Starting with the numbers. The A-Class comes in two varients for now, the A200 and the A250.

The A200 is powered by a four-cylinder 1 332cc engine with 130kW of power and 250Nm of torque, costing R499 000.

The A250 is powered by a 1 991 cc four-cylinder turbo petrol with 165kW of power and 350Nm of torque, costing R593 300. Both versions feature a seven-Speed DCT gearbox – no manual transmission.

If you would like one, which I doubt, it is available on request.

Acceleration from 0-100 km/h are at 8.0 seconds for the A200 and 6.2 seconds for the A250 Sport.

To save space, I will not go into detail describing the exterior of the new car since we have pictures.

The interior has been redefined and feels premium. There is a standard 18 cm display, but you can order a 26 cm version if you wish to have the optional full navigation package that our test unit boasted.

You also get a multifunctional steering wheel, head-up display, good sound system and the new Mercedes-Benz User Experience multimedia system.

You can voice-activate interior functions of the car by simple saying “hey Mercedes”. Then, for example, you can command the car to play you a song, activate the navigation system or adjust the air conditioning.


I tried to play around the system during the drive and it was a good experience though it often could not understand some commands.

Inside, the new A-Class has grown in size and that resulted in an improved shoulder, elbow and headroom. Boot space is measured at 370 litres – 29 litres more than the outgoing model.

The loading aperture is 20cm wider than before, and the luggage compartment floor is 11.5cm longer. On the outside, it has grown in length by 120 mm, 16 mm higher and 6 mm wider than its predecessor.

Mercedes also managed to shave off 20 kg of mass. At the launch, I only got the chance to get behind the wheel of the A200.

It delivers an impressive and quiet ride. The engine is nearly silent except when you put your foot down with intent.

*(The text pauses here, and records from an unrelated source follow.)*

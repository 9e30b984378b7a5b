use anyhow::{format_err, Context};
use clap::Parser;
use log::LevelFilter;
use log4rs::append::console::ConsoleAppender;
use log4rs::append::file::FileAppender;
use log4rs::config::{Appender, Config, Logger, Root};
use log4rs::encode::pattern::PatternEncoder;

use qferm::interfaces::cli::{log_heading, Cli};
use qferm::interfaces::input::Input;
use qferm::interfaces::InputHandle;
use qferm::io::read_qferm_yaml;

fn main() -> Result<(), anyhow::Error> {
    let cli = Cli::parse();

    // The `qferm-output` logger carries the main calculation output; everything else only
    // surfaces warnings and errors on the console.
    let stdout = ConsoleAppender::builder()
        .encoder(Box::new(PatternEncoder::new("{m}{n}")))
        .build();
    let config_builder =
        Config::builder().appender(Appender::builder().build("stdout", Box::new(stdout)));
    let config = if let Some(output) = cli.output.as_ref() {
        let file = FileAppender::builder()
            .encoder(Box::new(PatternEncoder::new("{m}{n}")))
            .append(!cli.overwrite)
            .build(output)
            .with_context(|| {
                format!("Unable to open the output file {}", output.display())
            })?;
        config_builder
            .appender(Appender::builder().build("qferm-output-file", Box::new(file)))
            .logger(
                Logger::builder()
                    .appender("qferm-output-file")
                    .additive(false)
                    .build("qferm-output", LevelFilter::Info),
            )
            .build(Root::builder().appender("stdout").build(LevelFilter::Warn))?
    } else {
        config_builder
            .logger(
                Logger::builder()
                    .appender("stdout")
                    .additive(false)
                    .build("qferm-output", LevelFilter::Info),
            )
            .build(Root::builder().appender("stdout").build(LevelFilter::Warn))?
    };
    log4rs::init_config(config)?;

    log_heading();

    let config_path = cli
        .config
        .ok_or_else(|| format_err!("No configuration file specified; use `--config`."))?;
    let input: Input = read_qferm_yaml(&config_path).with_context(|| {
        format!(
            "Unable to parse the configuration file {}",
            config_path.display()
        )
    })?;
    input.handle()
}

It is more than nippy enough for getting around town. Even if you spend most of your time out of town, it would still do the job. The 5.6 litres/100km fuel consumption is quite an attraction.

The new A-class is not only quiet at highway speeds, it is also much more comfortable over road imperfections.

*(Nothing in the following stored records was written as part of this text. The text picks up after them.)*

use approx::assert_relative_eq;
use nalgebra::Point3;

use crate::auxiliary::molecule::{DistanceUnit, Molecule};
use crate::basis::{build_basis, ContractedGaussian};

#[test]
fn test_basis_contracted_normalisation() {
    let cgto = ContractedGaussian::new(
        &[3.425250914, 0.6239137298, 0.1688554040],
        &[0.1543289673, 0.5353281423, 0.4446345422],
        Point3::origin(),
    );
    let mut s = 0.0;
    for (&alpha, &da) in cgto.exponents.iter().zip(cgto.coefficients.iter()) {
        for (&beta, &db) in cgto.exponents.iter().zip(cgto.coefficients.iter()) {
            s += da * db * (std::f64::consts::PI / (alpha + beta)).powf(1.5);
        }
    }
    assert_relative_eq!(s, 1.0, max_relative = 1e-12);
}

#[test]
fn test_basis_build_h2() {
    let mol = Molecule::from_xyz_str("2\n\nH 0.0 0.0 0.0\nH 0.0 0.0 1.4\n", DistanceUnit::Bohr)
        .unwrap();
    let basis = build_basis(&mol, "STO-3G").unwrap();
    assert_eq!(basis.len(), 2);
    assert_eq!(basis[0].exponents.len(), 3);
    assert_relative_eq!(basis[1].center[2], 1.4, max_relative = 1e-12);
}

#[test]
fn test_basis_unsupported_element() {
    let mol = Molecule::from_xyz_str("1\n\nC 0.0 0.0 0.0\n", DistanceUnit::Bohr).unwrap();
    assert!(build_basis(&mol, "sto-3g").is_err());
    let mol_h = Molecule::from_xyz_str("1\n\nH 0.0 0.0 0.0\n", DistanceUnit::Bohr).unwrap();
    assert!(build_basis(&mol_h, "cc-pvdz").is_err());
}
use approx::assert_abs_diff_eq;
use num_complex::Complex64;
use std::f64::consts::PI;

use crate::qubit::{Pauli, PauliString, QubitOperator};
use crate::simulator::{RyAnsatz, Statevector};

fn norm(state: &Statevector) -> f64 {
    state
        .amplitudes()
        .iter()
        .map(|a| a.norm_sqr())
        .sum::<f64>()
        .sqrt()
}

#[test]
fn test_simulator_basis_state_preparation() {
    // Little-endian: |q1 q0⟩ = |01⟩ has index 1.
    let state = Statevector::from_bitstring(&[true, false]);
    assert_abs_diff_eq!(state.amplitudes()[1].re, 1.0, epsilon = 1e-14);
    assert_abs_diff_eq!(state.amplitudes()[0].norm(), 0.0, epsilon = 1e-14);
    assert_abs_diff_eq!(state.amplitudes()[2].norm(), 0.0, epsilon = 1e-14);
}

#[test]
fn test_simulator_ry_rotation() {
    // R_y(π)|0⟩ = |1⟩.
    let mut state = Statevector::zero_state(1);
    state.apply_ry(0, PI);
    assert_abs_diff_eq!(state.amplitudes()[0].norm(), 0.0, epsilon = 1e-14);
    assert_abs_diff_eq!(state.amplitudes()[1].re, 1.0, epsilon = 1e-14);

    // R_y(π/2)|0⟩ = (|0⟩ + |1⟩)/√2 gives ⟨X⟩ = 1.
    let mut plus = Statevector::zero_state(1);
    plus.apply_ry(0, PI / 2.0);
    let mut x = QubitOperator::zero(1);
    x.add_term(
        PauliString::from_ops(1, &[(0, Pauli::X)]).unwrap(),
        Complex64::new(1.0, 0.0),
    );
    assert_abs_diff_eq!(x.expectation(plus.amplitudes()).re, 1.0, epsilon = 1e-12);
    assert_abs_diff_eq!(norm(&plus), 1.0, epsilon = 1e-14);
}

#[test]
fn test_simulator_cnot() {
    // CNOT(0→1)|01⟩ = |11⟩.
    let mut state = Statevector::from_bitstring(&[true, false]);
    state.apply_cnot(0, 1);
    assert_abs_diff_eq!(state.amplitudes()[3].re, 1.0, epsilon = 1e-14);

    // Control clear: no action.
    let mut idle = Statevector::from_bitstring(&[false, true]);
    idle.apply_cnot(0, 1);
    assert_abs_diff_eq!(idle.amplitudes()[2].re, 1.0, epsilon = 1e-14);
}

#[test]
fn test_simulator_ansatz_identity_at_zero_parameters() {
    let ansatz = RyAnsatz::new(2, 2);
    assert_eq!(ansatz.n_parameters(), 6);
    let state = ansatz
        .prepare(&[true, false], &vec![0.0; ansatz.n_parameters()])
        .unwrap();
    assert_abs_diff_eq!(state.amplitudes()[1].re, 1.0, epsilon = 1e-14);
    assert_abs_diff_eq!(norm(&state), 1.0, epsilon = 1e-14);
}

#[test]
fn test_simulator_ansatz_parameter_validation() {
    let ansatz = RyAnsatz::new(2, 1);
    assert!(ansatz.prepare(&[true, false], &[0.0; 3]).is_err());
    assert!(ansatz.prepare(&[true], &[0.0; 4]).is_err());
}

#[test]
fn test_simulator_ansatz_preserves_norm() {
    let ansatz = RyAnsatz::new(3, 2);
    let parameters = (0..ansatz.n_parameters())
        .map(|i| 0.3 * (i as f64) - 0.7)
        .collect::<Vec<_>>();
    let state = ansatz.prepare(&[true, false, true], &parameters).unwrap();
    assert_abs_diff_eq!(norm(&state), 1.0, epsilon = 1e-12);
}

Point it to some twisty roads and it delivers impressive grip, thanks to the standard comfort suspension with steel springs and Dynamic Select system.

During cornering, the steering lets you position the car accurately, exactly where you want it.

In terms of safety, the new A-Class comes with functions that are found in the other Mercedes-Benz luxury models such as real-time parking and semi-autonomous driving.

You get extended Active Brake Assist as standard and an array of airbags.

The diesel variant model is expected in South Africa in early 2019.

According to MercedesBenz SA, an A35 and A45 will also join the line-up next year.